Guess Who Came to Dinner?

The Real Last Supper

The Passover (Ex 12:1-8, 11-14) was the signature event in Israel’s history. Yahweh delivered them from oppression and bondage. It makes us think of other events that liberated people. God cannot abide oppression and exploitation. The patriots liberated America. Sandinistas liberated Nicaragua. The stories of liberation course through history.

The lamb is the key symbol of the Passover. It was easy for the early Christians to see Jesus as the Lamb of God. He delivered us from the oppression of sin and death. Like a lamb, He was nonviolent as he resisted the powers and principalities.

This day Jesus would initiate a new meal, the New Passover meal. We call it Eucharist. Eucharist means to give thanks, to be grateful. We share bread and wine and give thanks because Jesus has delivered us from the bondage of death. Think how death dominates life. Jesus death and resurrection tells us to stop letting death dominate our lives in so many insidious ways and to start living like death does not matter. One example, our fear of death leads us to place a priority on security and military might which, in the end, can never make us secure. Our only security is in Christ Jesus. Death no longer matters. We live risen life in the person, power and presence of the Risen Jesus. Death where is your victory? Where is your sting?

Eucharist is also a Kin-dom meal. It is a meal where all are welcome and all are fed as a sign of God’s justice.

Paul (1 Cor 11:23-26) supplies the account of the institution and purpose of the Eucharist in today’s liturgy. John does not have an institution account as such. The Eucharist is a comm-union with the blood of Christ. We eat and drink in memory of what Jesus did and indeed is still doing sacramentally. In Mark, the disciples, who have consistently failed to get the message and meaning of Jesus, are Being invited to participate in the death and resurrection journey of Jesus as they travel up to Jerusalem. Only when they rendezvous with the Risen Jesus in Galilee will they get it. They will have fled and abandoned Jesus. Judas will hand him over. Peter will deny that he even knows him.

An excursus on Judas. Paul, who wrote the earliest account of the Last Supper does not mention Judas. Beginning with Mark and expanding as later Gospels are read, Judas (Judah) comes to be the symbol of the “Jews” who rejected Jesus. This scenario grew as the Jesus Community tried to distinguish itself from Judaism during a time of persecution. As “the Jews” were vilified, demonized more and more anti-Semitism became acceptable practice within the church. I highly recommend Bishop Spong’s recent essays on the crucifixion for a a fuller treatment of Judas (http://johnshelbyspong.com/2011/04/21/exploring-the-story-of-the-cross-part-vii-what-judas-iscariot-meant-in-the-eighth-ninth-tenth-decades-of-christian-development/ ).

Back to Holy Thursday. All too often we get hung up on definitions and theological explanations which in the end divide people. The Eucharist is a meal. Jesus calls us to share in his life. Jesus calls us to embrace and work for the justice He is bringing to earth to counter imperial domination systems. We must remember that one of the main criticisms of Jesus was that he ate with tax collectors and sinners. A few days ago we read that he dined at the house of a leper. Who do we dine with?

John (13:1-15) tells us that Jesus got up from the table and washed the feet of the people gathered there. Some bishops have issued decrees that priests cannot wash the feet of women on Maundy Thursday. Who are they kidding? Do they really think that the women who followed Jesus faithfully were not at the Passover Meal? Do they not think that Jesus would have washed their feet also? Who was there when the men had fled into the night? The women.

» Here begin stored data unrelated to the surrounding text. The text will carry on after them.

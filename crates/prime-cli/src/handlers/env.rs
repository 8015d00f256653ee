//! `env` command: resolve the forced GPU and print the environment.

use std::collections::BTreeMap;
use std::fmt::Write as _;

use prime_core::ports::{DeviceProbePort, OffloadEventSink};
use prime_core::{LaunchConfig, resolve_offload};

use crate::commands::{EnvArgs, OutputFormat};
use crate::env::{ProcessEnv, inherited_vars};
use crate::error::CliError;

/// Resolve offload for the given arguments and render the resulting environment.
pub fn execute(
    probe: &dyn DeviceProbePort,
    events: &dyn OffloadEventSink,
    args: &EnvArgs,
    process_env: &dyn ProcessEnv,
) -> Result<String, CliError> {
    let config = build_config(args, process_env)?;
    let resolved = resolve_offload(config, probe, events)?;
    render(&resolved.env, args.format)
}

/// Seed a launch configuration from arguments and, optionally, the process environment.
///
/// Explicit `--env` pairs win over inherited values.
fn build_config(args: &EnvArgs, process_env: &dyn ProcessEnv) -> Result<LaunchConfig, CliError> {
    let mut config = LaunchConfig::new(args.forced_gpu.clone().unwrap_or_default())
        .with_renderer(args.renderer.renderer)
        .with_dxvk(args.renderer.dxvk);

    if args.inherit_env {
        config.env.extend(inherited_vars(process_env)?);
    }

    for (key, value) in &args.env {
        config.env.insert(key.clone(), value.clone());
    }

    Ok(config)
}

fn render(env: &BTreeMap<String, String>, format: OutputFormat) -> Result<String, CliError> {
    match format {
        OutputFormat::Json => Ok(format!("{}\n", serde_json::to_string_pretty(env)?)),
        OutputFormat::Shell => {
            let mut out = String::new();
            for (key, value) in env {
                let _ = writeln!(out, "export {key}={}", shell_quote(value));
            }
            Ok(out)
        }
    }
}

/// Single-quote a value for POSIX shells.
fn shell_quote(value: &str) -> String {
    format!("'{}'", value.replace('\'', r"'\''"))
}
//! Locale-sensitive punctuation post-processing: smart quotes, French
//! spacing, ellipsis and em-dash conversion, applied to each paragraph
//! block before horizontal assembly.
//!
//! State (quotation open/closed) is carried *across* the spans of a block
//! by the caller's loop, not inside a span, since a block's style runs can
//! switch styles mid-quotation.

use ecow::EcoString;

use crate::error::Warning;

/// The locales this post-processor distinguishes. Every locale shares the
/// `~`/`'`/quote/ellipsis rules; only French adds thin-space punctuation,
/// French-style guillemets and the dialog-dash rule.
#[derive(Debug, Clone, Copy, PartialEq, Eq)]
pub enum Locale {
    French,
    Other,
}

const NBSP: char = '\u{00A0}';
const THIN_NBSP: char = '\u{202F}';
const RIGHT_SINGLE_QUOTE: char = '\u{2019}';
const LEFT_DOUBLE_QUOTE: char = '\u{201C}';
const RIGHT_DOUBLE_QUOTE: char = '\u{201D}';
const GUILLEMET_OPEN: char = '\u{00AB}';
const GUILLEMET_CLOSE: char = '\u{00BB}';
const EM_DASH: char = '\u{2014}';

/// A span of text within a block, as the post-processor sees it: only the
/// text matters here, not font/style attribution.
pub struct Span<'a> {
    pub text: &'a str,
}

/// Carries quotation state across a block's spans and produces the
/// post-processed text for each span in turn.
pub struct BlockPostProcessor {
    locale: Locale,
    quote_open: bool,
    /// Whether we are at the very first code point of the very first span
    /// of the block (for the French leading-dash dialog marker, which spec
    /// defines as `i == 0 && j == 0` — only the first codepoint of the
    /// first span, not "start of any span").
    at_block_start: bool,
    line: Option<u32>,
}

impl BlockPostProcessor {
    pub fn new(locale: Locale, line: Option<u32>) -> Self {
        Self { locale, quote_open: false, at_block_start: true, line }
    }

    /// Processes one span's text, returning the transformed text. Call this
    /// once per span of the block, in order.
    pub fn process_span(&mut self, span: Span) -> EcoString {
        let mut out = EcoString::new();
        let mut chars = span.text.chars().peekable();
        let mut prev_emitted: Option<char> = None;

        while let Some(c) = chars.next() {
            let is_block_start = self.at_block_start;
            self.at_block_start = false;

            match c {
                '~' => {
                    out.push(NBSP);
                    prev_emitted = Some(NBSP);
                }
                '\'' => {
                    out.push(RIGHT_SINGLE_QUOTE);
                    prev_emitted = Some(RIGHT_SINGLE_QUOTE);
                }
                '"' => {
                    self.quote_open = !self.quote_open;
                    let opening = self.quote_open;
                    match self.locale {
                        Locale::Other => {
                            out.push(if opening { LEFT_DOUBLE_QUOTE } else { RIGHT_DOUBLE_QUOTE });
                        }
                        Locale::French => {
                            if opening {
                                out.push(GUILLEMET_OPEN);
                                out.push(NBSP);
                            } else {
                                out.push(NBSP);
                                out.push(GUILLEMET_CLOSE);
                            }
                        }
                    }
                    prev_emitted = Some(c);
                }
                '-' if self.locale == Locale::French
                    && is_block_start
                    && chars.peek() == Some(&' ') =>
                {
                    // "- " at the very start of the block becomes an
                    // em-dash, consuming the following space (dialog
                    // marker). spec.md is explicit this only fires for
                    // i==0 && j==0 (first codepoint of the first span);
                    // see DESIGN.md for the open-question rationale.
                    chars.next();
                    out.push(EM_DASH);
                    prev_emitted = Some(EM_DASH);
                }
                '.' if chars.clone().take(2).eq(['.', '.']) => {
                    chars.next();
                    chars.next();
                    out.push(NBSP);
                    out.push('.');
                    out.push(NBSP);
                    out.push('.');
                    out.push(NBSP);
                    out.push('.');
                    prev_emitted = Some('.');
                }
                ':' | ';' | '!' | '?' if self.locale == Locale::French => {
                    let space = if prev_emitted == Some('.') { NBSP } else { THIN_NBSP };
                    out.push(space);
                    out.push(c);
                    prev_emitted = Some(c);
                }
                other => {
                    out.push(other);
                    prev_emitted = Some(other);
                }
            }
        }

        out
    }

    /// Call after the last span of the block to detect unbalanced
    /// quotation state; emits a [`Warning`] (never fails the job) if the
    /// block ended mid-quote.
    pub fn finish(self) -> Option<Warning> {
        if self.quote_open {
            Some(Warning::UnbalancedQuotes { line: self.line })
        } else {
            None
        }
    }
}

/// Convenience entry point: post-processes every span of a block in order,
/// returning the transformed spans and any warning produced.
pub fn process_block(locale: Locale, spans: &[&str], line: Option<u32>) -> (Vec<EcoString>, Option<Warning>) {
    let mut processor = BlockPostProcessor::new(locale, line);
    let out = spans.iter().map(|s| processor.process_span(Span { text: s })).collect();
    (out, processor.finish())
}

#[cfg(test)]
mod tests {
    use super::*;

    #[test]
    fn e2_french_punctuation_thin_space() {
        let (out, warn) = process_block(Locale::French, &["Bonjour!"], None);
        assert_eq!(out[0].as_str(), "Bonjour\u{202F}!");
        assert!(warn.is_none());
    }

    #[test]
    fn e2_french_guillemets_idempotent_on_explicit_forms() {
        // Explicit guillemets passed straight through: only ASCII `"` is
        // transformed, so already-formed guillemets are untouched.
        let (out, _) = process_block(Locale::French, &["\u{00AB} Bonjour \u{00BB}"], None);
        assert_eq!(out[0].as_str(), "\u{00AB} Bonjour \u{00BB}");
    }

    #[test]
    fn e2_french_leading_dash_becomes_em_dash() {
        let (out, _) = process_block(Locale::French, &["-Bonjour"], None);
        // No space follows '-' here, so the dialog rule does not fire and
        // the dash passes through unchanged.
        assert_eq!(out[0].as_str(), "-Bonjour");

        let (out2, _) = process_block(Locale::French, &["- Bonjour"], None);
        assert_eq!(out2[0].as_str(), "\u{2014}Bonjour");
    }

    #[test]
    fn e3_english_smart_quotes() {
        let (out, _) = process_block(Locale::Other, &["She said \"hi\"."], None);
        assert_eq!(out[0].as_str(), "She said \u{201C}hi\u{201D}.");
    }

    #[test]
    fn e3_apostrophe_is_right_single_quote() {
        let (out, _) = process_block(Locale::Other, &["it's"], None);
        assert_eq!(out[0].as_str(), "it\u{2019}s");
    }

    #[test]
    fn ellipsis_becomes_spaced_nbsp_dots() {
        let (out, _) = process_block(Locale::Other, &["Wait..."], None);
        assert_eq!(out[0].as_str(), "Wait\u{00A0}.\u{00A0}.\u{00A0}.");
    }

    #[test]
    fn quote_state_crosses_span_boundaries() {
        let mut processor = BlockPostProcessor::new(Locale::Other, Some(7));
        let a = processor.process_span(Span { text: "Say \"" });
        let b = processor.process_span(Span { text: "hi" });
        let c = processor.process_span(Span { text: "\" now" });
        assert!(a.ends_with(LEFT_DOUBLE_QUOTE));
        assert_eq!(b.as_str(), "hi");
        assert!(c.starts_with(RIGHT_DOUBLE_QUOTE));
        assert!(processor.finish().is_none());
    }

    #[test]
    fn unbalanced_quote_warns_with_line() {
        let (_, warn) = process_block(Locale::Other, &["\"never closed"], Some(42));
        assert_eq!(warn, Some(Warning::UnbalancedQuotes { line: Some(42) }));
    }

    #[test]
    fn french_punctuation_after_ellipsis_uses_full_nbsp() {
        let (out, _) = process_block(Locale::French, &["Attends...!"], None);
        // The '.' before '!' came from the ellipsis expansion, so the
        // space before '!' must be a full NBSP, not a thin one.
        assert!(out[0].ends_with(&format!("{NBSP}!")));
    }
}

We have to love Peter. “You will never wash my feet!” After Jesus rebuked him, Peter went all out, “Wash my feet, my head, my hands. Wash me all over.” Do not miss the baptismal significance of this account. Here Jesus is teaching us how to live as his disciples, how to participate in his death and resurrection. The Suffering Servant is teaching us to serve in humility. The mandatum to celebrate the Eucharist is not the only “mandate” at the Passover Meal. Jesus also “mandates” that we wash one another’s feet. The Kin-dom values presented are service, humility, foot washing hospitality and reverence, and letting go of self, especially the false self which serves empire and its distorted values.

In order to do as Jesus requests, we must work with the grace of God to shed our false selves. Commenting on Merton, Trappist James Connor says:

We are much more aware of that “false self” which is identified with all our efforts at situating ourselves in a hierarchy of power, prestige and greatness (“like unto God” – Gen. 3:5). This “false self” is preoccupied with whatever will make us “look better” in the eyes of others and of ourselves.

As contemplative union draws us closer to God, we shed our shadow false selves and come to our true selves. Merton sees the true self as God living within us, in the very depths of our being. Shedding false self pretence, we come to grips with our own nothingness. God’s love fills the abyss of our utter poverty before God. We share in the very life of God. We are empowered to wash feet and serve.